## Saved entries
use super::distance_2d::{distance, point_on_segment};
use super::tolerance::{float_eq, float_ge, float_le};
use super::Point2;
use crate::error::{GeometryError, Result};

/// Intersection points of two full circles.
///
/// Solves with the radical-line formula: the weighted midpoint of the two
/// centers, offset along the perpendicular by a discriminant term. Returns
/// no points when the circles are apart, nested, or concentric, and a single
/// point when they are tangent.
#[must_use]
pub fn circle_circle_intersect_2d(
    x1: f64,
    y1: f64,
    r1: f64,
    x2: f64,
    y2: f64,
    r2: f64,
) -> Vec<Point2> {
    let big_r_sq = (x2 - x1) * (x2 - x1) + (y2 - y1) * (y2 - y1);
    if float_eq(big_r_sq.sqrt(), 0.0) {
        // Concentric: no crossing, or infinitely many for equal radii.
        return Vec::new();
    }

    let r1r2_minus = r1 * r1 - r2 * r2;
    let r1r2_plus = r1 * r1 + r2 * r2;

    let mut discriminant = 2.0 * r1r2_plus / big_r_sq
        - r1r2_minus * r1r2_minus / (big_r_sq * big_r_sq)
        - 1.0;
    if float_eq(discriminant, 0.0) {
        discriminant = 0.0;
    } else if discriminant < 0.0 {
        return Vec::new();
    }

    let along = r1r2_minus / (2.0 * big_r_sq);
    let across = 0.5 * discriminant.sqrt();

    let mid_x = 0.5 * (x1 + x2) + along * (x2 - x1);
    let mid_y = 0.5 * (y1 + y2) + along * (y2 - y1);

    let first = Point2::new(mid_x + across * (y2 - y1), mid_y + across * (x1 - x2));
    let second = Point2::new(mid_x - across * (y2 - y1), mid_y - across * (x1 - x2));

    let mut points = Vec::with_capacity(2);
    if is_finite(&first) {
        points.push(first);
    }
    if is_finite(&second) && first != second {
        points.push(second);
    }
    points
}

/// Intersection points of the closed segment `(lx1, ly1)`-`(lx2, ly2)` with a
/// full circle.
///
/// Projects the center onto the supporting line; a projection at distance
/// `r` is a tangency (one point), closer than `r` gives up to two points.
/// Only points whose segment parameter lies in `[0, 1]` (with tolerance)
/// are kept. A zero-length segment never intersects.
#[must_use]
#[allow(clippy::too_many_arguments)]
pub fn segment_circle_intersect_2d(
    lx1: f64,
    ly1: f64,
    lx2: f64,
    ly2: f64,
    cx: f64,
    cy: f64,
    r: f64,
) -> Vec<Point2> {
    let mut points = Vec::new();
    let dx = lx2 - lx1;
    let dy = ly2 - ly1;
    if float_eq(dx, 0.0) && float_eq(dy, 0.0) {
        return points;
    }

    let len_sq = dx * dx + dy * dy;
    let t = ((cx - lx1) * dx + (cy - ly1) * dy) / len_sq;

    let nearest_x = lx1 + t * dx;
    let nearest_y = ly1 + t * dy;

    let dist = distance(nearest_x, nearest_y, cx, cy);
    if float_eq(dist, r) {
        if in_unit_range(t) {
            points.push(Point2::new(nearest_x, nearest_y));
        }
        return points;
    } else if dist > r {
        return points;
    }

    let dt = (r * r - dist * dist).sqrt() / len_sq.sqrt();
    for t in [t - dt, t + dt] {
        if in_unit_range(t) {
            points.push(Point2::new(lx1 + t * dx, ly1 + t * dy));
        }
    }
    points
}

/// Intersection of the closed segments `a` and `b`.
///
/// Each segment's supporting line must separate (or touch) the other
/// segment's endpoints before the 2x2 system is solved. Collinear segments
/// only yield a point when they meet in exactly one point: a zero-length
/// segment lying on the other, or two segments touching end to end.
/// Overlapping runs are not reported.
#[must_use]
#[allow(clippy::too_many_arguments)]
pub fn segment_segment_intersect_2d(
    ax1: f64,
    ay1: f64,
    ax2: f64,
    ay2: f64,
    bx1: f64,
    by1: f64,
    bx2: f64,
    by2: f64,
) -> Vec<Point2> {
    let m1 = ay2 - ay1;
    let m2 = ax1 - ax2;
    let m3 = ax2 * ay1 - ax1 * ay2;
    let m4 = m1 * bx1 + m2 * by1 + m3;
    let m5 = m1 * bx2 + m2 * by2 + m3;
    if m4 * m5 > 0.0 {
        return Vec::new();
    }

    let j1 = by2 - by1;
    let j2 = bx1 - bx2;
    let j3 = bx2 * by1 - bx1 * by2;
    let j4 = j1 * ax1 + j2 * ay1 + j3;
    let j5 = j1 * ax2 + j2 * ay2 + j3;
    if j4 * j5 > 0.0 {
        return Vec::new();
    }

    let det = m1 * j2 - j1 * m2;
    if float_eq(det, 0.0) {
        return collinear_contact(ax1, ay1, ax2, ay2, bx1, by1, bx2, by2);
    }

    let x = (m2 * j3 - j2 * m3) / det;
    let y = (j1 * m3 - m1 * j3) / det;
    vec![Point2::new(x, y)]
}

/// Single contact point of two collinear segments, if there is exactly one.
#[allow(clippy::too_many_arguments)]
fn collinear_contact(
    ax1: f64,
    ay1: f64,
    ax2: f64,
    ay2: f64,
    bx1: f64,
    by1: f64,
    bx2: f64,
    by2: f64,
) -> Vec<Point2> {
    let a_degenerate = float_eq(ax1 - ax2, 0.0) && float_eq(ay1 - ay2, 0.0);
    let b_degenerate = float_eq(bx1 - bx2, 0.0) && float_eq(by1 - by2, 0.0);
    if a_degenerate {
        return point_contact(ax1, ay1, bx1, by1, bx2, by2);
    }
    if b_degenerate {
        return point_contact(bx1, by1, ax1, ay1, ax2, ay2);
    }

    // Parameters of b's endpoints along a.
    let dx = ax2 - ax1;
    let dy = ay2 - ay1;
    let len_sq = dx * dx + dy * dy;
    let t1 = ((bx1 - ax1) * dx + (by1 - ay1) * dy) / len_sq;
    let t2 = ((bx2 - ax1) * dx + (by2 - ay1) * dy) / len_sq;
    let lo = t1.min(t2).max(0.0);
    let hi = t1.max(t2).min(1.0);
    if !float_eq(lo, hi) {
        return Vec::new();
    }
    if float_eq(lo, 0.0) {
        vec![Point2::new(ax1, ay1)]
    } else {
        vec![Point2::new(ax2, ay2)]
    }
}

fn point_contact(px: f64, py: f64, x1: f64, y1: f64, x2: f64, y2: f64) -> Vec<Point2> {
    if point_on_segment(px, py, x1, y1, x2, y2) {
        vec![Point2::new(px, py)]
    } else {
        Vec::new()
    }
}

fn in_unit_range(t: f64) -> bool {
    float_ge(t, 0.0) && float_le(t, 1.0)
}

fn is_finite(p: &Point2) -> bool {
    p.x.is_finite() && p.y.is_finite()
}

/// Kernel intersection routines addressable by name, for callers holding
/// untyped coordinate lists.
#[derive(Debug, Clone, Copy, PartialEq, Eq)]
pub enum KernelOp {
    /// `x1, y1, r1, x2, y2, r2`
    CircleCircle,
    /// `lx1, ly1, lx2, ly2, cx, cy, r`
    SegmentCircle,
    /// `ax1, ay1, ax2, ay2, bx1, by1, bx2, by2`
    SegmentSegment,
}

impl KernelOp {
    /// Number of scalar arguments the routine takes.
    #[must_use]
    pub const fn arity(self) -> usize {
        match self {
            Self::CircleCircle => 6,
            Self::SegmentCircle => 7,
            Self::SegmentSegment => 8,
        }
    }

    /// Name used in error messages.
    #[must_use]
    pub const fn name(self) -> &'static str {
        match self {
            Self::CircleCircle => "circle-circle intersection",
            Self::SegmentCircle => "segment-circle intersection",
            Self::SegmentSegment => "segment-segment intersection",
        }
    }
}

/// Runs `op` on a flat argument list.
///
/// # Errors
///
/// Returns [`GeometryError::Arity`] if `args` does not hold exactly
/// [`KernelOp::arity`] values. Nothing is computed in that case.
pub fn intersect_raw(op: KernelOp, args: &[f64]) -> Result<Vec<Point2>> {
    let points = match (op, args) {
        (KernelOp::CircleCircle, &[x1, y1, r1, x2, y2, r2]) => {
            circle_circle_intersect_2d(x1, y1, r1, x2, y2, r2)
        }
        (KernelOp::SegmentCircle, &[lx1, ly1, lx2, ly2, cx, cy, r]) => {
            segment_circle_intersect_2d(lx1, ly1, lx2, ly2, cx, cy, r)
        }
        (KernelOp::SegmentSegment, &[ax1, ay1, ax2, ay2, bx1, by1, bx2, by2]) => {
            segment_segment_intersect_2d(ax1, ay1, ax2, ay2, bx1, by1, bx2, by2)
        }
        _ => {
            return Err(GeometryError::Arity {
                op: op.name(),
                expected: op.arity(),
                got: args.len(),
            }
            .into())
        }
    };
    Ok(points)
}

## Task objective
In the entries above, find the line holding "return point_contact(bx1, by1, ax1, ay1, ax2, ay2);" and the line holding "vec![Point2::new(ax1, ay1)]"; print both of them and every line between, exactly, and nothing else.

## Written response
        return point_contact(bx1, by1, ax1, ay1, ax2, ay2);
    }

    // Parameters of b's endpoints along a.
    let dx = ax2 - ax1;
    let dy = ay2 - ay1;
    let len_sq = dx * dx + dy * dy;
    let t1 = ((bx1 - ax1) * dx + (by1 - ay1) * dy) / len_sq;
    let t2 = ((bx2 - ax1) * dx + (by2 - ay1) * dy) / len_sq;
    let lo = t1.min(t2).max(0.0);
    let hi = t1.max(t2).min(1.0);
    if !float_eq(lo, hi) {
        return Vec::new();
    }
    if float_eq(lo, 0.0) {
        vec![Point2::new(ax1, ay1)]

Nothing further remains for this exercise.